▶ **To do**: The line containing "Priority: RUST_LOG env" marks the end: output every line of the data up to it, and that line too, exactly as written.

▶ **Given records**:
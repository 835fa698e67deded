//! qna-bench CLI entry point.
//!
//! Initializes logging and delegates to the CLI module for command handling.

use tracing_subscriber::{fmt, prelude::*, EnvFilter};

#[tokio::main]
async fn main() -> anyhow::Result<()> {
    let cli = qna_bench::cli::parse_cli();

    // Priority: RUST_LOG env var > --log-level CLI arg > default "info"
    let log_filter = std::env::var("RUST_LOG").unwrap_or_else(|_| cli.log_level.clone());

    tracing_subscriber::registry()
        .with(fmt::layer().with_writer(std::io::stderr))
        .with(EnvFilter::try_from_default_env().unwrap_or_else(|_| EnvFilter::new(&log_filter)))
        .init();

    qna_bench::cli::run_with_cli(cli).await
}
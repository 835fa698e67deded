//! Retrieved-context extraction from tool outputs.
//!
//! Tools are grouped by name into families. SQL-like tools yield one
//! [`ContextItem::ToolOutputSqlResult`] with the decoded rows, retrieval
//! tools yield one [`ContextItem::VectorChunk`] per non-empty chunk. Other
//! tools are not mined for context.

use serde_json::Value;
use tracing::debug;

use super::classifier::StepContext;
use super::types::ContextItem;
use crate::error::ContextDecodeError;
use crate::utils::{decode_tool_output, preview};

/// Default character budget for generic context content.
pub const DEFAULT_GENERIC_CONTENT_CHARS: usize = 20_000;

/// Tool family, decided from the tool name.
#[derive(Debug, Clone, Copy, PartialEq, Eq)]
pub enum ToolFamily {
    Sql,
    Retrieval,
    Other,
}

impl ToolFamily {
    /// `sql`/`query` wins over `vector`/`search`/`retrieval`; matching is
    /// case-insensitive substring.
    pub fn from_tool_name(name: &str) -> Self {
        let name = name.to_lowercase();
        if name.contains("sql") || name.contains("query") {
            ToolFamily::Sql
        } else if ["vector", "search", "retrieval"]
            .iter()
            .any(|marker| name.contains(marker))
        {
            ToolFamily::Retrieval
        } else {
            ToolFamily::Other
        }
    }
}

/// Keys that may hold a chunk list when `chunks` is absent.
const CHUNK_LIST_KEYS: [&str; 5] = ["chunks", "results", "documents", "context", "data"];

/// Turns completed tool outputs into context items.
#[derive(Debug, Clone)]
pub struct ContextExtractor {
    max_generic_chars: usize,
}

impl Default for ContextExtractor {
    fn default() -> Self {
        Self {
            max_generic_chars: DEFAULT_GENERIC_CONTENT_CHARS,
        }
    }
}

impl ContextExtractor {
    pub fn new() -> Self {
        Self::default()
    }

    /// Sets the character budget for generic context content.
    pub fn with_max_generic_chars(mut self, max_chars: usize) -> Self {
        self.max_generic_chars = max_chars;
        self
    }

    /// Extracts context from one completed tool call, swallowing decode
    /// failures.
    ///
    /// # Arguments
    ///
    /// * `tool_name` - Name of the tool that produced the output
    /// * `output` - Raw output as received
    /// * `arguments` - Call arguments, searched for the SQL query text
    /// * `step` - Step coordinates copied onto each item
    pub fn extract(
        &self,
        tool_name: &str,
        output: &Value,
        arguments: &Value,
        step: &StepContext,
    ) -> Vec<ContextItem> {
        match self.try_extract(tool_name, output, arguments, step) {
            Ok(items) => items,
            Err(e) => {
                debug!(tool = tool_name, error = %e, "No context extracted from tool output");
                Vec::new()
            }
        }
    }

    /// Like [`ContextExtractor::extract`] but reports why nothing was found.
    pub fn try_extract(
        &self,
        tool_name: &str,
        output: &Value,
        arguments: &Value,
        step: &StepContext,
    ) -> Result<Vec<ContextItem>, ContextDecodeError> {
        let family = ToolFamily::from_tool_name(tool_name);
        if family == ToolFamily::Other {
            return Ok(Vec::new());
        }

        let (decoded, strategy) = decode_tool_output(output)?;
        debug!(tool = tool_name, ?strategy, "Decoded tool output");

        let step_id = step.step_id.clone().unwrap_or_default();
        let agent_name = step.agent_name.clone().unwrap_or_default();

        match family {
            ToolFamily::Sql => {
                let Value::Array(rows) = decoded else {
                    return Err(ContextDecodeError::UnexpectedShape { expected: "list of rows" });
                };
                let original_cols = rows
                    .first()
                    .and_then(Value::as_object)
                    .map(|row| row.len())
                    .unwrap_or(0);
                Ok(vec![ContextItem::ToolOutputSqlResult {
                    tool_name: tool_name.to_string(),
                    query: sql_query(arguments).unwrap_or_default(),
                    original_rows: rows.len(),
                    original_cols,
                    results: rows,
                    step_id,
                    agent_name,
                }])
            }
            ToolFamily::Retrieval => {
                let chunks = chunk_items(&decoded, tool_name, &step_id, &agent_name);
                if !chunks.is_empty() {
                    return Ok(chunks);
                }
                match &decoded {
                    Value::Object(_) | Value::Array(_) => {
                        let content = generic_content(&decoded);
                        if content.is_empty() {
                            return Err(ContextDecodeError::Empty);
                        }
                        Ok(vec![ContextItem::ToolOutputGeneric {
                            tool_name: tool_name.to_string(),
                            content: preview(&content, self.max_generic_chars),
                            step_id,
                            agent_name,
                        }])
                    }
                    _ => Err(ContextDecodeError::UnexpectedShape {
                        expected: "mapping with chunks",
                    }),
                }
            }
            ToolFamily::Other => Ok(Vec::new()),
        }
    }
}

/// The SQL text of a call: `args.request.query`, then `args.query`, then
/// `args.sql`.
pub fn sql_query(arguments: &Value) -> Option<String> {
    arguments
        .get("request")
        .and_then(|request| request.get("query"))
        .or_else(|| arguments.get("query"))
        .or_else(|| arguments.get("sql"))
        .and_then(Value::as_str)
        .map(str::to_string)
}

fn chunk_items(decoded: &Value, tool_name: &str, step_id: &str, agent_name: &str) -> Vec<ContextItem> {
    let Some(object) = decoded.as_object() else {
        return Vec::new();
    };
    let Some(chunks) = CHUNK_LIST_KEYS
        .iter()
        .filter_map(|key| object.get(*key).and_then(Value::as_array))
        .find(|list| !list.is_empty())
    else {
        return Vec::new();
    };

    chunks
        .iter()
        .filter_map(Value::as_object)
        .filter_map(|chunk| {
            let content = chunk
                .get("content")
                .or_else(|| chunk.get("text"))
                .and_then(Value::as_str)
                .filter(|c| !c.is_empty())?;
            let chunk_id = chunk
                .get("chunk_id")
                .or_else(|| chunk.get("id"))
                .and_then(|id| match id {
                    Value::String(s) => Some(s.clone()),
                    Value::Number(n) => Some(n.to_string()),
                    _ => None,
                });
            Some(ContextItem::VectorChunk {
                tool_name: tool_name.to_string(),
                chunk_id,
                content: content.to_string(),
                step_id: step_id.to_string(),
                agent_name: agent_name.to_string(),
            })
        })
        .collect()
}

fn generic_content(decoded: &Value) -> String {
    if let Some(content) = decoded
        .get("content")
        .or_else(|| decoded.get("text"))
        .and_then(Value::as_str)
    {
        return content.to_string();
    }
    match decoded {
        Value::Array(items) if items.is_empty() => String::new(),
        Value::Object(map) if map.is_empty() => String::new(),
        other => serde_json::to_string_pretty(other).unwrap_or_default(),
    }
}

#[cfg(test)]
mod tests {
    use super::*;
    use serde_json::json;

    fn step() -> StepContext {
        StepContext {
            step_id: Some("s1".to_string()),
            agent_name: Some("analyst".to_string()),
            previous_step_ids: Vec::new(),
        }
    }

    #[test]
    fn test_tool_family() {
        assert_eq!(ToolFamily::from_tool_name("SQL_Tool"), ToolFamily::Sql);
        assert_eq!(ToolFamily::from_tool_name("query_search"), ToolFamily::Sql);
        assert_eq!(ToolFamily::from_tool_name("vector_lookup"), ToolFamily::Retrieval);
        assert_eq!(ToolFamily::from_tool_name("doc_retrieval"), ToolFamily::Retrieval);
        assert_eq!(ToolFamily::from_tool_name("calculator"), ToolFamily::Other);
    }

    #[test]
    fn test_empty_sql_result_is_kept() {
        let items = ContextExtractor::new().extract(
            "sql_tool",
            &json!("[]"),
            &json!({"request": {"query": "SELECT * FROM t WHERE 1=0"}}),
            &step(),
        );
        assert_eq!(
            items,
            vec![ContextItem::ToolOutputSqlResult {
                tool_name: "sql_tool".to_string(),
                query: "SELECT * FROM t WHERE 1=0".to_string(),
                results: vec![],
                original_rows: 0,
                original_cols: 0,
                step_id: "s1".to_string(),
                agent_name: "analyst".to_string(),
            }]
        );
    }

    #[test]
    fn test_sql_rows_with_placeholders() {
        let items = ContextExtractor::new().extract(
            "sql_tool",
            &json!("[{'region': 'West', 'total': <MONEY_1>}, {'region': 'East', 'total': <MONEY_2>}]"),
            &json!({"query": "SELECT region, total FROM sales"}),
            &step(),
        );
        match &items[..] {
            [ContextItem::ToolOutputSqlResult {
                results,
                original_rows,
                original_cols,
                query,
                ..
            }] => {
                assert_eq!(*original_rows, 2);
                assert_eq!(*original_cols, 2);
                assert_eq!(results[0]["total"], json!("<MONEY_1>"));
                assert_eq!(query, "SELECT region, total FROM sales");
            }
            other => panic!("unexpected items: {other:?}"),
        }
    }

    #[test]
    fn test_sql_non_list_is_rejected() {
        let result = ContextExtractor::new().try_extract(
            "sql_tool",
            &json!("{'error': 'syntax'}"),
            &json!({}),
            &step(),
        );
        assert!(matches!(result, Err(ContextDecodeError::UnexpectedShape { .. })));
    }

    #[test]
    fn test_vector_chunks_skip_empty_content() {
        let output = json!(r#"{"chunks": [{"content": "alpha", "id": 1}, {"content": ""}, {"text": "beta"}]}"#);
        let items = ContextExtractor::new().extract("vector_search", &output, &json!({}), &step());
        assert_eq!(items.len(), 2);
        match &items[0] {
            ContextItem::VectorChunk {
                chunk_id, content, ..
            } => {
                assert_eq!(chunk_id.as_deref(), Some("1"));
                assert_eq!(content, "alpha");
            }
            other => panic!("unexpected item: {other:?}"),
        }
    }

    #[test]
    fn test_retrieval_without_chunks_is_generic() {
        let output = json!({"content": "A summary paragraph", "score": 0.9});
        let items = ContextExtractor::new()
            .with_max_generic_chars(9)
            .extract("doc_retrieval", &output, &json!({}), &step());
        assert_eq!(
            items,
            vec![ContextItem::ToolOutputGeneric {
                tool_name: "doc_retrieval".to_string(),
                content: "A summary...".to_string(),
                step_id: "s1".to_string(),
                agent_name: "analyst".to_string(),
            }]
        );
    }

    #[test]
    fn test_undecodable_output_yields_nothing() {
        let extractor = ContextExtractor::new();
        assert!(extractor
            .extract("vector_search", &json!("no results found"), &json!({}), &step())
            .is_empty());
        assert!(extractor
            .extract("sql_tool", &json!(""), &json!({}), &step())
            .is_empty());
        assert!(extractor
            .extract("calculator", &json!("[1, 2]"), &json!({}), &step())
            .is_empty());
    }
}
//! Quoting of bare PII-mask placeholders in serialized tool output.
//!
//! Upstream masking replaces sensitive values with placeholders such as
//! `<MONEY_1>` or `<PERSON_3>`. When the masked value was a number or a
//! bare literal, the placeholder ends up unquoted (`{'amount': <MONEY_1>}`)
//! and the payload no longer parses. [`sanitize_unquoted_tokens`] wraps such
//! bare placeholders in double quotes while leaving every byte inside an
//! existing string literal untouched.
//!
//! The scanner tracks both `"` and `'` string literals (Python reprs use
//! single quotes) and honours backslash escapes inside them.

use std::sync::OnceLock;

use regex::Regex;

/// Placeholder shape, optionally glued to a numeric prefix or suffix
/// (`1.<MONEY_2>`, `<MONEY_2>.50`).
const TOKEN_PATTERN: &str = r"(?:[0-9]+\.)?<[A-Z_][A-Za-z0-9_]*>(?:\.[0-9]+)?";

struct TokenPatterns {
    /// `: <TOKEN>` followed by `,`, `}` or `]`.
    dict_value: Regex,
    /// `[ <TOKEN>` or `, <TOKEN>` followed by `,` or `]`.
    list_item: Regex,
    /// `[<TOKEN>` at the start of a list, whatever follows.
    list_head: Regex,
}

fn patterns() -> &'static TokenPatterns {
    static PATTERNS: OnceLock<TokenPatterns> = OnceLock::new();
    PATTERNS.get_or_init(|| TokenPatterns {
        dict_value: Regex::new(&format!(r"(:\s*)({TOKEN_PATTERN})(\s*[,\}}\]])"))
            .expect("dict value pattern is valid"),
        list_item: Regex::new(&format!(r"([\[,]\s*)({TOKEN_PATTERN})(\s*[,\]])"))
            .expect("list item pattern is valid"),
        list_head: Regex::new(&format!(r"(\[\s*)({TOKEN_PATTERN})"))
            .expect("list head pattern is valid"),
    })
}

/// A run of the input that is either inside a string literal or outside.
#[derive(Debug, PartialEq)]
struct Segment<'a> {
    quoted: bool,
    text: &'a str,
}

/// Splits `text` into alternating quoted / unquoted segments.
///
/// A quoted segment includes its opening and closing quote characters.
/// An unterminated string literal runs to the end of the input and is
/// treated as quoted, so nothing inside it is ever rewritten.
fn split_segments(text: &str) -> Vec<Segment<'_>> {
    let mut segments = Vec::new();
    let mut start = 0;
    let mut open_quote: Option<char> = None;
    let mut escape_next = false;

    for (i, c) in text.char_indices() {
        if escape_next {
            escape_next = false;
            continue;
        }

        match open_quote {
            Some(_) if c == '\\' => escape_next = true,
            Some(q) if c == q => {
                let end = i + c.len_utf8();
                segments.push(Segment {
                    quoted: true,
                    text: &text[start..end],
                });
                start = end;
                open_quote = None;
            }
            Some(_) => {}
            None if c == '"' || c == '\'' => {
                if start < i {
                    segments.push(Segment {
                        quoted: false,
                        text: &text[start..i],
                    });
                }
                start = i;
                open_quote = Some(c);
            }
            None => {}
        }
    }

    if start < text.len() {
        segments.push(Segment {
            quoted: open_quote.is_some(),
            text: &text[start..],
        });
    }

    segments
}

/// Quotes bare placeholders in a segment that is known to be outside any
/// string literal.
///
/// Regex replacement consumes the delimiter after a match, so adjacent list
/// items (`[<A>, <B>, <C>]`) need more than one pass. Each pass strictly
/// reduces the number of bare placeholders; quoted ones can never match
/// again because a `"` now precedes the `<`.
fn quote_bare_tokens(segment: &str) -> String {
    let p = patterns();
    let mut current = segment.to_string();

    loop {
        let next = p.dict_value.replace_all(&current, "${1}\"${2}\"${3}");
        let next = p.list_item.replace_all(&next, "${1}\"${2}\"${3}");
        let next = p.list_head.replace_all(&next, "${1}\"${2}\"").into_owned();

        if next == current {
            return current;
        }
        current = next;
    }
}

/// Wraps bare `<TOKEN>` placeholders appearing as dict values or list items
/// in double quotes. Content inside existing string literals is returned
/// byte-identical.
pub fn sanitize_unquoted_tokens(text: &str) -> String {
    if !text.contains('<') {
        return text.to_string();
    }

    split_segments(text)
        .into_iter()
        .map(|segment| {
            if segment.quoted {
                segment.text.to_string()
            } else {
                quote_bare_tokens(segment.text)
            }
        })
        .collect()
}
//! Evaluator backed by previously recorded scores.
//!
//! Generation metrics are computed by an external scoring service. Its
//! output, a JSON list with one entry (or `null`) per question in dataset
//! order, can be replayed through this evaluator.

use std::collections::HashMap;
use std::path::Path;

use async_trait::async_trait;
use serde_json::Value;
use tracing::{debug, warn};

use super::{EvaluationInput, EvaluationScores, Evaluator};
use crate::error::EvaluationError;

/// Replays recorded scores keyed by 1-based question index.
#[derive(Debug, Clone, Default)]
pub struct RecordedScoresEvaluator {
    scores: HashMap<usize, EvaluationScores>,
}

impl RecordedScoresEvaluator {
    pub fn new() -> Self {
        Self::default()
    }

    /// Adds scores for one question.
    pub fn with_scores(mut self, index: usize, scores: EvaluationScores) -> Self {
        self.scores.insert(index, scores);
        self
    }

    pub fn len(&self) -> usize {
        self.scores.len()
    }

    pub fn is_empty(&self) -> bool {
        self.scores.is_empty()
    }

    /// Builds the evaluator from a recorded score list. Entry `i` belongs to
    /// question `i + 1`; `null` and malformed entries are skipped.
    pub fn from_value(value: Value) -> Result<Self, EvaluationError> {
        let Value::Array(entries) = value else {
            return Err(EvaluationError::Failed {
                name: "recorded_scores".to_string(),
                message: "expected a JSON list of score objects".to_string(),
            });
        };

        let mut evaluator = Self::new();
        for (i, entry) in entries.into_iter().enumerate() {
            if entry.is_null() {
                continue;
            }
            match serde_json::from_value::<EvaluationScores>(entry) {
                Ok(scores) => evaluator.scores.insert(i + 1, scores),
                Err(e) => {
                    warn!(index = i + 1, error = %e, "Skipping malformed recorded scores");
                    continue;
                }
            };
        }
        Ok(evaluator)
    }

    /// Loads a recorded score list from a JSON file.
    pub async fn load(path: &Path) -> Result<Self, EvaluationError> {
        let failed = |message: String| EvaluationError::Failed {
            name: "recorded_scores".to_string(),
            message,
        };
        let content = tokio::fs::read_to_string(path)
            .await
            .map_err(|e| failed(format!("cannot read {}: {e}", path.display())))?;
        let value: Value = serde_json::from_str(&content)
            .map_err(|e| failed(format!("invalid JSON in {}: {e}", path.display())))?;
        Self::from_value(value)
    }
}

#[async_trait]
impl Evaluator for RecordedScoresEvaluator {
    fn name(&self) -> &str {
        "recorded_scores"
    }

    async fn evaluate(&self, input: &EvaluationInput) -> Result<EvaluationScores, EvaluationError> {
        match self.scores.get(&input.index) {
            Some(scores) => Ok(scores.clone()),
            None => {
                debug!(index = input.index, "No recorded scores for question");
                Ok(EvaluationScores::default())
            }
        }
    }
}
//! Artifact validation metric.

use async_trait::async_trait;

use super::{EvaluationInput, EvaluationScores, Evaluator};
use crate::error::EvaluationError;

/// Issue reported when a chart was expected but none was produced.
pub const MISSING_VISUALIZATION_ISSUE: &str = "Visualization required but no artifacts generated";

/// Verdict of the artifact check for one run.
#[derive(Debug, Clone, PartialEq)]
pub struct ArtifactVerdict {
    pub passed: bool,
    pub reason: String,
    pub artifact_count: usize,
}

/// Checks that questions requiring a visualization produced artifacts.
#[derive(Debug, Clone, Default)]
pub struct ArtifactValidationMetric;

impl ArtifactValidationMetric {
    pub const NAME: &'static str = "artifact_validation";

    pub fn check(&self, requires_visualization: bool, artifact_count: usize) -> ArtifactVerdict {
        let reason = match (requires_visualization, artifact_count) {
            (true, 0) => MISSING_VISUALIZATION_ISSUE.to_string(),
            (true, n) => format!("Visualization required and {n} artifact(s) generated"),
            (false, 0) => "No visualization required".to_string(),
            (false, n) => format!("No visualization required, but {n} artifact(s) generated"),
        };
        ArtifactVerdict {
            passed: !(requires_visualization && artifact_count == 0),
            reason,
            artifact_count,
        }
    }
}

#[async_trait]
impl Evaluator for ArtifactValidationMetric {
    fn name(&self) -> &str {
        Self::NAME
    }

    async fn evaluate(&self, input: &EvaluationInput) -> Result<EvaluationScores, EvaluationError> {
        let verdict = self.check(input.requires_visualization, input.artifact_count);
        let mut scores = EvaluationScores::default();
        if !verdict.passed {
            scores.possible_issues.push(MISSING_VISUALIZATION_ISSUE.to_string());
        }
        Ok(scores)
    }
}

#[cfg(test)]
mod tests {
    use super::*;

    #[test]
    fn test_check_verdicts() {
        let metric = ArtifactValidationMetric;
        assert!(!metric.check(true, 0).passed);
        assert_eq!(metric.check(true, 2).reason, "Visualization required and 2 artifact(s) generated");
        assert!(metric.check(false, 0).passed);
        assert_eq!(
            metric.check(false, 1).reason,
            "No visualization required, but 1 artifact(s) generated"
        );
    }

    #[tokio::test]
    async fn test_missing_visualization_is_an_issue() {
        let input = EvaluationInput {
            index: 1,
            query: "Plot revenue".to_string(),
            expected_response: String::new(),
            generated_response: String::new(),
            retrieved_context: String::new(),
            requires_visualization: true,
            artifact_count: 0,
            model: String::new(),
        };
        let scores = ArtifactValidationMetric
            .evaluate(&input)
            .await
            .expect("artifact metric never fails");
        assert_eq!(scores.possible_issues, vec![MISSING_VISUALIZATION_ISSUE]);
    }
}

▶ **Result of the exercise**:
repository 835fa698e67deded
//! qna-bench CLI entry point.
//!
//! Initializes logging and delegates to the CLI module for command handling.

use tracing_subscriber::{fmt, prelude::*, EnvFilter};

#[tokio::main]
async fn main() -> anyhow::Result<()> {
    let cli = qna_bench::cli::parse_cli();

    // Priority: RUST_LOG env var > --log-level CLI arg > default "info"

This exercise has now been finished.